In an interview Thursday, Lungren said he did not know whether the Supreme Court’s review of DOMA — and the heavy workload it might put on Bancroft and its lead attorney, former solicitor general Paul D. Clement — would force Republicans to raise the contract cap again in the future.
Lungren noted that besides evaluating the constitutionality of the statute itself, the court has asked whether the House has the standing to defend the measure in court. That question, he said, could add to Bancroft’s workload because it might require additional briefing and preparation.
“I don’t know whether that would require more expenditure of funds, but it is a serious argument that has to be seriously dealt with,” said Lungren, who lost his re-election bid and will be succeeded as head of the committee next year by Rep. Candice S. Miller, R-Mich.
Other observers, however, have said that the taxpayer costs of the legal defense may taper off now that the high court has stepped in, since the justices’ review of the law has put similar cases in the lower courts on hold.
The question of taxpayer costs has been a delicate one for House Republicans, who have remained largely silent on DOMA even as Democrats have sharply criticized them for using public money to defend the statute. Speaker John A. Boehner, R-Ohio, was asked about the rising costs at a news conference Thursday, but gave a one-sentence reply.
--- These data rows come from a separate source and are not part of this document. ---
//! In-memory pub/sub relay
//!
//! チャンネル名ごとに `tokio::sync::broadcast` を持ちます。同じ `InMemoryRelay` を
//! 複数のディスパッチャーで共有すると、複数インスタンス構成を 1 プロセス内で再現できます。

use std::{collections::HashMap, sync::Arc};

use async_trait::async_trait;
use futures_util::stream;
use tokio::sync::{Mutex, broadcast};

use crate::domain::{Relay, RelayError, RelayStream};

/// プロセス内 Relay 実装
#[derive(Debug, Clone)]
pub struct InMemoryRelay {
    /// Channel → broadcast sender
    channels: Arc<Mutex<HashMap<String, broadcast::Sender<Vec<u8>>>>>,
    /// Buffer size of each broadcast channel
    buffer_size: usize,
}

impl InMemoryRelay {
    pub fn new(buffer_size: usize) -> Self {
        Self {
            channels: Arc::new(Mutex::new(HashMap::new())),
            buffer_size: buffer_size.max(1),
        }
    }

    /// Drops every channel, ending all open subscription streams.
    pub async fn disconnect_all(&self) {
        self.channels.lock().await.clear();
    }
}

impl Default for InMemoryRelay {
    fn default() -> Self {
        Self::new(1024)
    }
}

#[async_trait]
impl Relay for InMemoryRelay {
    async fn publish(&self, channel: &str, data: Vec<u8>) -> Result<(), RelayError> {
        let channels = self.channels.lock().await;
        match channels.get(channel) {
            Some(tx) => {
                // 購読者がいない場合の送信失敗は pub/sub としては正常
                let receivers = tx.send(data).unwrap_or(0);
                tracing::debug!("Published to '{}' ({} subscribers)", channel, receivers);
            }
            None => {
                tracing::debug!("Published to '{}' with no subscribers", channel);
            }
        }
        Ok(())
    }

    async fn subscribe(&self, channel: &str) -> Result<RelayStream, RelayError> {
        let rx = {
            let mut channels = self.channels.lock().await;
            channels
                .entry(channel.to_string())
                .or_insert_with(|| broadcast::channel(self.buffer_size).0)
                .subscribe()
        };

        // A closed channel yields one `Closed` item, then the stream ends
        let stream = stream::unfold(Some(rx), |state| async move {
            let mut rx = state?;
            match rx.recv().await {
                Ok(data) => Some((Ok(data), Some(rx))),
                Err(broadcast::error::RecvError::Lagged(skipped)) => {
                    Some((Err(RelayError::Lagged(skipped)), Some(rx)))
                }
                Err(broadcast::error::RecvError::Closed) => Some((Err(RelayError::Closed), None)),
            }
        });

        Ok(Box::pin(stream))
    }
}
//! Recipient resolver trait

use async_trait::async_trait;

use super::{
    error::ResolveError,
    value_object::{ProjectId, UserId},
};

/// プロジェクトのメンバー（＝メッセージの受信資格を持つユーザー）を返す
///
/// 結果はキャッシュしません。呼び出しのたびに最新のメンバーシップを反映します。
#[cfg_attr(test, mockall::automock)]
#[async_trait]
pub trait RecipientResolver: Send + Sync {
    async fn members_of(&self, project_id: ProjectId) -> Result<Vec<UserId>, ResolveError>;
}
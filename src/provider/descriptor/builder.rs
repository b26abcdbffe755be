// crates.io
use oauth2::http::HeaderValue;
// self
use crate::{
	_prelude::*,
	error::ConfigError,
	provider::{ApiRoot, ProviderDescriptor, ProviderEndpoints, ProviderQuirks},
};

/// Errors raised while constructing or validating descriptors.
#[derive(Clone, Debug, PartialEq, Eq, ThisError)]
pub enum ProviderDescriptorError {
	/// Endpoint paths are joined onto the API root and must be absolute.
	#[error("The {endpoint} endpoint path must start with '/': {path}.")]
	RelativeEndpoint {
		/// Which endpoint failed validation.
		endpoint: &'static str,
		/// Path that failed validation.
		path: String,
	},
	/// `Accept` value cannot be sent as an HTTP header.
	#[error("Accept media type is not a valid header value: {value}.")]
	InvalidAccept {
		/// Rejected media type.
		value: String,
	},
	/// Reject scope delimiters that are control characters.
	#[error("Scope delimiter must be a printable character.")]
	InvalidScopeDelimiter {
		/// Invalid delimiter that was supplied.
		delimiter: char,
	},
}

/// Builder for [`ProviderDescriptor`] values, seeded with the Vimeo defaults.
#[derive(Debug)]
pub struct ProviderDescriptorBuilder {
	/// Raw API root, parsed during [`build`](Self::build).
	pub api_root: Option<String>,
	/// Endpoint paths.
	pub endpoints: ProviderEndpoints,
	/// Versioned `Accept` media type.
	pub accept: String,
	/// Provider-specific quirks.
	pub quirks: ProviderQuirks,
}
impl ProviderDescriptorBuilder {
	/// Creates a new builder seeded with [`ProviderDescriptor::vimeo`].
	pub fn new() -> Self {
		let ProviderDescriptor { endpoints, accept, quirks, .. } = ProviderDescriptor::vimeo();

		Self { api_root: None, endpoints, accept, quirks }
	}

	/// Sets the API root.
	pub fn api_root(mut self, api_root: impl Into<String>) -> Self {
		self.api_root = Some(api_root.into());

		self
	}

	/// Sets the consent page path.
	pub fn authorization_endpoint(mut self, path: impl Into<String>) -> Self {
		self.endpoints.authorization = path.into();

		self
	}

	/// Sets the authorization-code token endpoint path.
	pub fn access_token_endpoint(mut self, path: impl Into<String>) -> Self {
		self.endpoints.access_token = path.into();

		self
	}

	/// Sets the client-credentials token endpoint path.
	pub fn client_credentials_endpoint(mut self, path: impl Into<String>) -> Self {
		self.endpoints.client_credentials = path.into();

		self
	}

	/// Overrides the `Accept` media type (e.g. to pin another API version).
	pub fn accept(mut self, accept: impl Into<String>) -> Self {
		self.accept = accept.into();

		self
	}

	/// Overrides the provider quirks.
	pub fn quirks(mut self, quirks: ProviderQuirks) -> Self {
		self.quirks = quirks;

		self
	}

	/// Consumes the builder and validates the resulting descriptor.
	pub fn build(self) -> Result<ProviderDescriptor, ConfigError> {
		let api_root = match self.api_root {
			Some(raw) => ApiRoot::new(raw)?,
			None => ApiRoot::default(),
		};
		let descriptor = ProviderDescriptor {
			api_root,
			endpoints: self.endpoints,
			accept: self.accept,
			quirks: self.quirks,
		};

		descriptor.validate()?;

		Ok(descriptor)
	}
}
impl Default for ProviderDescriptorBuilder {
	fn default() -> Self {
		Self::new()
	}
}

impl ProviderDescriptor {
	/// Validates invariants for the descriptor.
	pub fn validate(&self) -> Result<(), ProviderDescriptorError> {
		validate_path("authorization", &self.endpoints.authorization)?;
		validate_path("access_token", &self.endpoints.access_token)?;
		validate_path("client_credentials", &self.endpoints.client_credentials)?;

		if HeaderValue::from_str(&self.accept).is_err() {
			return Err(ProviderDescriptorError::InvalidAccept { value: self.accept.clone() });
		}

		validate_scope_delimiter(self.quirks.scope_delimiter)?;
		validate_scope_delimiter(self.quirks.form_scope_delimiter)?;

		Ok(())
	}
}

fn validate_path(name: &'static str, path: &str) -> Result<(), ProviderDescriptorError> {
	if path.starts_with('/') {
		Ok(())
	} else {
		Err(ProviderDescriptorError::RelativeEndpoint { endpoint: name, path: path.to_owned() })
	}
}

fn validate_scope_delimiter(delimiter: char) -> Result<(), ProviderDescriptorError> {
	if delimiter.is_control() {
		Err(ProviderDescriptorError::InvalidScopeDelimiter { delimiter })
	} else {
		Ok(())
	}
}
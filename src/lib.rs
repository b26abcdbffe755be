//! Vimeo OAuth 2.0 client: build consent URLs, exchange authorization codes, and mint
//! client-credentials tokens over an injectable async HTTP transport.

#![deny(clippy::all, missing_docs, unused_crate_dependencies)]

pub mod auth;
pub mod error;
pub mod flows;
pub mod http;
pub mod oauth;
pub mod obs;
pub mod provider;
#[cfg(any(test, feature = "test"))]
pub mod _preludet {
	//! Convenience re-exports and helpers for tests; enabled via `cfg(test)` or the `test`
	//! crate feature.

	pub use crate::_prelude::*;

	// std
	use std::io::{Error as IoError, ErrorKind};
	// crates.io
	use oauth2::{
		AsyncHttpClient, HttpClientError, HttpRequest, HttpResponse,
		http::{HeaderMap, Method, StatusCode},
	};
	use parking_lot::Mutex;
	// self
	use crate::http::TokenHttpClient;
	#[cfg(feature = "reqwest")]
	use crate::{
		auth::ClientCredentials,
		flows::ReqwestAuthenticator,
		http::ReqwestHttpClient,
		oauth::ReqwestTransportErrorMapper,
		provider::ProviderDescriptor,
	};

	/// Request captured by [`RecordingHttpClient`].
	#[derive(Clone, Debug)]
	pub struct RecordedRequest {
		method: Method,
		uri: String,
		headers: HeaderMap,
		body: Vec<u8>,
	}
	impl RecordedRequest {
		/// HTTP method of the request.
		pub fn method(&self) -> &Method {
			&self.method
		}

		/// Absolute request URI.
		pub fn uri(&self) -> &str {
			&self.uri
		}

		/// Request headers.
		pub fn headers(&self) -> &HeaderMap {
			&self.headers
		}

		/// Raw request body.
		pub fn body(&self) -> &[u8] {
			&self.body
		}
	}

	#[derive(Clone, Debug)]
	enum Reply {
		Respond { status: StatusCode, body: String },
		Fail(String),
	}

	/// In-process [`TokenHttpClient`] that records every request and answers with a canned
	/// reply.
	#[derive(Clone, Debug)]
	pub struct RecordingHttpClient {
		requests: Arc<Mutex<Vec<RecordedRequest>>>,
		reply: Reply,
	}
	impl RecordingHttpClient {
		/// Answers every request with `status` and `body`.
		pub fn replying(status: u16, body: impl Into<String>) -> Self {
			let status =
				StatusCode::from_u16(status).expect("Canned status should be a valid HTTP status.");

			Self {
				requests: Default::default(),
				reply: Reply::Respond { status, body: body.into() },
			}
		}

		/// Fails every request with a connection-level I/O error.
		pub fn failing(message: impl Into<String>) -> Self {
			Self { requests: Default::default(), reply: Reply::Fail(message.into()) }
		}

		/// Requests captured so far, in send order.
		pub fn requests(&self) -> Vec<RecordedRequest> {
			self.requests.lock().clone()
		}

		/// Returns the only captured request, panicking unless exactly one was sent.
		pub fn single_request(&self) -> RecordedRequest {
			let requests = self.requests();

			assert_eq!(requests.len(), 1, "Expected exactly one request to be sent.");

			requests.into_iter().next().expect("One request should be recorded.")
		}
	}
	impl TokenHttpClient for RecordingHttpClient {
		type Handle = RecordingHandle;
		type TransportError = IoError;

		fn handle(&self) -> Self::Handle {
			RecordingHandle(self.clone())
		}
	}

	/// Handle returned by [`RecordingHttpClient`].
	#[derive(Clone, Debug)]
	pub struct RecordingHandle(RecordingHttpClient);
	impl<'c> AsyncHttpClient<'c> for RecordingHandle {
		type Error = HttpClientError<IoError>;
		type Future =
			Pin<Box<dyn Future<Output = Result<HttpResponse, Self::Error>> + 'c + Send + Sync>>;

		fn call(&'c self, request: HttpRequest) -> Self::Future {
			let (parts, body) = request.into_parts();

			self.0.requests.lock().push(RecordedRequest {
				method: parts.method,
				uri: parts.uri.to_string(),
				headers: parts.headers,
				body,
			});

			let reply = self.0.reply.clone();

			Box::pin(async move {
				match reply {
					Reply::Respond { status, body } => {
						let mut response = HttpResponse::new(body.into_bytes());

						*response.status_mut() = status;

						Ok(response)
					},
					Reply::Fail(message) =>
						Err(HttpClientError::Io(IoError::new(ErrorKind::ConnectionRefused, message))),
				}
			})
		}
	}

	/// Builds a reqwest HTTP client that accepts the self-signed certificates produced by
	/// `httpmock` during tests.
	#[cfg(feature = "reqwest")]
	pub fn test_reqwest_http_client() -> ReqwestHttpClient {
		let client = ReqwestClient::builder()
			.danger_accept_invalid_certs(true)
			.danger_accept_invalid_hostnames(true)
			.redirect(reqwest::redirect::Policy::none())
			.build()
			.expect("Failed to build insecure Reqwest client for tests.");

		ReqwestHttpClient::with_client(client)
	}

	/// Constructs a reqwest-backed authenticator pointed at `descriptor`.
	#[cfg(feature = "reqwest")]
	pub fn build_reqwest_test_authenticator(
		descriptor: ProviderDescriptor,
		client_id: &str,
		client_secret: &str,
	) -> ReqwestAuthenticator {
		let credentials = ClientCredentials::new(client_id, client_secret)
			.expect("Test credentials should be valid.");

		ReqwestAuthenticator::with_http_client(
			descriptor,
			credentials,
			test_reqwest_http_client(),
			ReqwestTransportErrorMapper,
		)
	}
}

mod _prelude {
	pub use std::{
		error::Error as StdError,
		fmt::{Debug, Display, Formatter, Result as FmtResult},
		future::Future,
		pin::Pin,
		str::FromStr,
		sync::Arc,
	};

	#[cfg(feature = "reqwest")]
	pub use reqwest::{Client as ReqwestClient, Error as ReqwestError};
	pub use serde::{Deserialize, Serialize};
	pub use thiserror::Error as ThisError;
	pub use time::{Duration, OffsetDateTime};
	pub use url::Url;

	pub use crate::error::{Error, Result};
}

#[cfg(feature = "reqwest")] pub use reqwest;
pub use url;
#[cfg(test)] use {color_eyre as _, httpmock as _};
//! Walks the authorization-code flow against a local mock provider: build the consent URL,
//! parse the redirect the browser lands on, then exchange the code for a token.

// crates.io
use color_eyre::Result;
use httpmock::prelude::*;
// self
use vimeo_auth::{
	auth::{ClientCredentials, Scope, ScopeList},
	flows::{AuthorizationCallback, ReqwestAuthenticator},
	http::ReqwestHttpClient,
	oauth::ReqwestTransportErrorMapper,
	provider::ProviderDescriptor,
	reqwest::Client,
};

const REDIRECT_URI: &str = "https://app.example.com/cb";

#[tokio::main]
async fn main() -> Result<()> {
	color_eyre::install()?;

	let server = MockServer::start_async().await;
	let token_mock = server
		.mock_async(|when, then| {
			when.method(POST).path("/oauth/access_token");
			then.status(200)
				.header("content-type", "application/json")
				.body("{\"access_token\":\"demo-user-token\",\"token_type\":\"bearer\"}");
		})
		.await;
	// The mock server uses a self-signed certificate.
	let http_client = ReqwestHttpClient::with_client(
		Client::builder()
			.danger_accept_invalid_certs(true)
			.danger_accept_invalid_hostnames(true)
			.build()?,
	);
	let authenticator = ReqwestAuthenticator::with_http_client(
		ProviderDescriptor::with_api_root(server.base_url())?,
		ClientCredentials::new("demo-client", "super-secret")?,
		http_client,
		ReqwestTransportErrorMapper,
	);
	let request = authenticator
		.authorization_request(ScopeList::from([Scope::Public, Scope::Private]), REDIRECT_URI)
		.with_random_state();

	println!("Send the user to: {}", request.authorize_url(&authenticator.descriptor));

	let state = request.state.clone().unwrap_or_default();
	// What the provider would redirect to after consent.
	let redirect = format!("{REDIRECT_URI}?code=demo-code&state={state}");
	let callback = AuthorizationCallback::from_redirect(&redirect, request.state.as_deref())?;
	let token = authenticator.exchange_callback(&callback, REDIRECT_URI).await?;

	println!("Authorization header: {}", token.bearer());

	token_mock.assert_async().await;

	Ok(())
}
“If the Justice Department is not going to enforce the law of the land, the Congress will,” Boehner said.
House Republicans initially said they would tap the Justice Department’s budget to mount their legal defense of the marriage law, since it was the department that stopped defending the statute.
In reality, however, much of the funding for the legal defense has come from the legislative branch budget — specifically, from the “salaries, officers and employees” account of the Chief Administrative Officer, according to congressional testimony.
The House tapped $742,000 from that account to pay for its defense of the marriage law, Chief Administrative Officer Dan Strodel testified before a House Appropriations subcommittee in March.
Since that time, the costs for the legal defense have increased sharply. But it is unclear whether the additional money also has been transferred from the Chief Administrative Officer’s budget or from other sources. A spokesman for the Chief Administrative Officer could not immediately confirm that the additional funding came from the agency’s budget.